(Collection entries)
- - -

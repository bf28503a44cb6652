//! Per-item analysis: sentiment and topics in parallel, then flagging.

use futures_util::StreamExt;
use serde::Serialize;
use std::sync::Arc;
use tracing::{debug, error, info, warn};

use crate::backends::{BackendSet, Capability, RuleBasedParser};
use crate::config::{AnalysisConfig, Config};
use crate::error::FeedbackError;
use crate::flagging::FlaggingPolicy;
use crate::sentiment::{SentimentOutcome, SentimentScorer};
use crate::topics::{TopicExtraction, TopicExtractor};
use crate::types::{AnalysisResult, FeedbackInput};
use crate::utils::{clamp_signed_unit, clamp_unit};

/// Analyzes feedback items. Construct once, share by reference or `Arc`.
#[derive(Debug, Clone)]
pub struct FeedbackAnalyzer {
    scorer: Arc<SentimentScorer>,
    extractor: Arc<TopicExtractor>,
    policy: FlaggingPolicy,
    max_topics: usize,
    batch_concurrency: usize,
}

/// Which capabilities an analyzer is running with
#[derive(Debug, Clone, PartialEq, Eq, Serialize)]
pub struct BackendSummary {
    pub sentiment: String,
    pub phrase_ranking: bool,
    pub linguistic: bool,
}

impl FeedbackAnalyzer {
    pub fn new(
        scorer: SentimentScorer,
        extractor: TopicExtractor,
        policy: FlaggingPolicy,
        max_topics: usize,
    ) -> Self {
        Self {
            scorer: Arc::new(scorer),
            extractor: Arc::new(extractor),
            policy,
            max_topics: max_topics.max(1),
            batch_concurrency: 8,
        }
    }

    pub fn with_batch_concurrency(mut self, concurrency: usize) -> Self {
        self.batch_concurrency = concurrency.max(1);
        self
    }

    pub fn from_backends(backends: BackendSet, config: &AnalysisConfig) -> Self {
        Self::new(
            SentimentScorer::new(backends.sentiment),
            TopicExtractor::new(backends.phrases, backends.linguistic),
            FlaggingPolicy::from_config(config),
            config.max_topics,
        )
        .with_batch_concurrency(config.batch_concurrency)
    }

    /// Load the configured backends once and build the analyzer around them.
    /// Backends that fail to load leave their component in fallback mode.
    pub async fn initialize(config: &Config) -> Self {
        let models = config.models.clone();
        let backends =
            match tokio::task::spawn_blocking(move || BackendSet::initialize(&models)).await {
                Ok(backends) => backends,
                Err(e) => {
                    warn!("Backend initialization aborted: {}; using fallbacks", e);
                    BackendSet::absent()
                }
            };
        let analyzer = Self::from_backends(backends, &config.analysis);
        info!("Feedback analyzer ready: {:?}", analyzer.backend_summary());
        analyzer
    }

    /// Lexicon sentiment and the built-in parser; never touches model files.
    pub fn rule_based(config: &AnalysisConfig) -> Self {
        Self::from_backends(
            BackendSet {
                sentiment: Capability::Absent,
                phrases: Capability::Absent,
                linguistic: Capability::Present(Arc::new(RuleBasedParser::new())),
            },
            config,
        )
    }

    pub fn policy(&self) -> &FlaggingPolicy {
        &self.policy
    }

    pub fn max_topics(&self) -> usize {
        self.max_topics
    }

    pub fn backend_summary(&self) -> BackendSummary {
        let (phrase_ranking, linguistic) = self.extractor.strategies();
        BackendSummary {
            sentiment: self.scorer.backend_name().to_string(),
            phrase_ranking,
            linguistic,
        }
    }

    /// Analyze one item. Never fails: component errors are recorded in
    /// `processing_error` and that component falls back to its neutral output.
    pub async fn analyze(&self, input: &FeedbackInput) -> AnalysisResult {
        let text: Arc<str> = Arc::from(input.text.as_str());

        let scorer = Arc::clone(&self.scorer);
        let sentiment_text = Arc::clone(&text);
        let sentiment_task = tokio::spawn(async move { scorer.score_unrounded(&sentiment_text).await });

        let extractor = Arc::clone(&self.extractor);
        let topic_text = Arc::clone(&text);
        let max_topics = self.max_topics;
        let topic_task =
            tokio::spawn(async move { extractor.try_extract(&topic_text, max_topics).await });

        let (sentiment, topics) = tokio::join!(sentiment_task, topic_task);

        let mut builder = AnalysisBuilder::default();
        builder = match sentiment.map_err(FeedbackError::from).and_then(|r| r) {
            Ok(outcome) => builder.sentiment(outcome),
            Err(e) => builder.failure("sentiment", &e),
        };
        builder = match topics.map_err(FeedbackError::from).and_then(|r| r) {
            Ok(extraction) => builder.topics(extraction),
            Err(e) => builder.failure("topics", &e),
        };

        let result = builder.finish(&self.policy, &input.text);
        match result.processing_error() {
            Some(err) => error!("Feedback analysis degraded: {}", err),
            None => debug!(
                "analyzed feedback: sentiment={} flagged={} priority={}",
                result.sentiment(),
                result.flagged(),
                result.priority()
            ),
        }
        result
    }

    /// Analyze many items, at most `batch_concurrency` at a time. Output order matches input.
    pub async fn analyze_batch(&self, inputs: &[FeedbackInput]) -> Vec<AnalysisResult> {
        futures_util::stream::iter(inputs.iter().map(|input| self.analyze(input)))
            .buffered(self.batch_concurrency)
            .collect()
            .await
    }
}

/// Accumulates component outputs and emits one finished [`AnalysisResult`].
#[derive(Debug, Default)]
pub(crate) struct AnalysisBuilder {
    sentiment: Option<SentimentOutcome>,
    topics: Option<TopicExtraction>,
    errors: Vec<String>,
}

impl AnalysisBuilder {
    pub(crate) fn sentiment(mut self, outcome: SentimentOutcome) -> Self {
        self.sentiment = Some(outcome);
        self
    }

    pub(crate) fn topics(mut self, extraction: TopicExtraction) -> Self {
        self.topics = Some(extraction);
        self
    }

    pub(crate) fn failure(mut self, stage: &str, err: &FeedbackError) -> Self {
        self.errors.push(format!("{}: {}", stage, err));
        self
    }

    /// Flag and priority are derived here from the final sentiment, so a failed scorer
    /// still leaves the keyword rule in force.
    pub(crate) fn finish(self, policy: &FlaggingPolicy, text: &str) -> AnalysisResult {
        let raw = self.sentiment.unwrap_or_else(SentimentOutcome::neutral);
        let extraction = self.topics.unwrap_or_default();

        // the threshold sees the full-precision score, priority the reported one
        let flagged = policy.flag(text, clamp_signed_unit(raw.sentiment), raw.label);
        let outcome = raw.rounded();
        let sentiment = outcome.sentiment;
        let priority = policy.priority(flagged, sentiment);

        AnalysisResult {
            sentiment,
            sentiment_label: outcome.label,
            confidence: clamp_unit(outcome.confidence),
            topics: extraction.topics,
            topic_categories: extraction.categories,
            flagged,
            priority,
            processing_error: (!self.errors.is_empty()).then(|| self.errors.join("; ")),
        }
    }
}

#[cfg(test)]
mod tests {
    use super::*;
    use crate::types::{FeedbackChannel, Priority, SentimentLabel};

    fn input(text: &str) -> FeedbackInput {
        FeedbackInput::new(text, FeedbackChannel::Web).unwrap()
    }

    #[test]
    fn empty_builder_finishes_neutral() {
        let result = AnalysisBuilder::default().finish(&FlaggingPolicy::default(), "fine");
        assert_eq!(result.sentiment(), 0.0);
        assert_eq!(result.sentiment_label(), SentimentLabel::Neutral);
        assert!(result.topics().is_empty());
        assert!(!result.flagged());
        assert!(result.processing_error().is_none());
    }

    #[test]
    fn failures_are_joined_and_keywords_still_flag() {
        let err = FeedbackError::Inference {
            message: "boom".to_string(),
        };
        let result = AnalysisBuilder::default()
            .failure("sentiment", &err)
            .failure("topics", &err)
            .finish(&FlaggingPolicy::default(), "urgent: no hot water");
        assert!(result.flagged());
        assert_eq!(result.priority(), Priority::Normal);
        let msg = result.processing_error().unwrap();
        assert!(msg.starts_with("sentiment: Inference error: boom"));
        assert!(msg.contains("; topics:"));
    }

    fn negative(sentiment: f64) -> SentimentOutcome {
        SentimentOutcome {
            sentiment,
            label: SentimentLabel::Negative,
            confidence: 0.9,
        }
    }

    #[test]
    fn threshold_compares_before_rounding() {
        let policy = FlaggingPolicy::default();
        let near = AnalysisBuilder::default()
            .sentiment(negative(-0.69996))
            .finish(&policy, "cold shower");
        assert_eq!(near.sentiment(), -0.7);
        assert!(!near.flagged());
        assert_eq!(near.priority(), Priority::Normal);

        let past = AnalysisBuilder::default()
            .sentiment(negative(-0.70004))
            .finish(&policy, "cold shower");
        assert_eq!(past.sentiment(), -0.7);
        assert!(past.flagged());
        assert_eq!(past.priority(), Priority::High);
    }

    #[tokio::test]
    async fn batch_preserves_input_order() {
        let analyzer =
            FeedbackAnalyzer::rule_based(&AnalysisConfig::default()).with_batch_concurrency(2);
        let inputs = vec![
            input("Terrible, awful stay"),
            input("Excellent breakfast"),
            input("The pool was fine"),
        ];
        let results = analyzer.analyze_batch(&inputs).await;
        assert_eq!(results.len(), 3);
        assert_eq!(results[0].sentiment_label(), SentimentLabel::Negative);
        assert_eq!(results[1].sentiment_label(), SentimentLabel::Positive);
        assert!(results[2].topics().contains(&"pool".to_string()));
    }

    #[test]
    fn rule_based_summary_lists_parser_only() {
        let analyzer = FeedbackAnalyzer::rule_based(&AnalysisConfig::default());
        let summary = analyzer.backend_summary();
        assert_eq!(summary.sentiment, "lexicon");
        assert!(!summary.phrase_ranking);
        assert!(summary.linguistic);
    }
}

- - -

**EXERCISE GOAL:**
For the records above, state how many lines include the string "tokio", giving the number and nothing else.

**EXPECTED ANSWER:**
5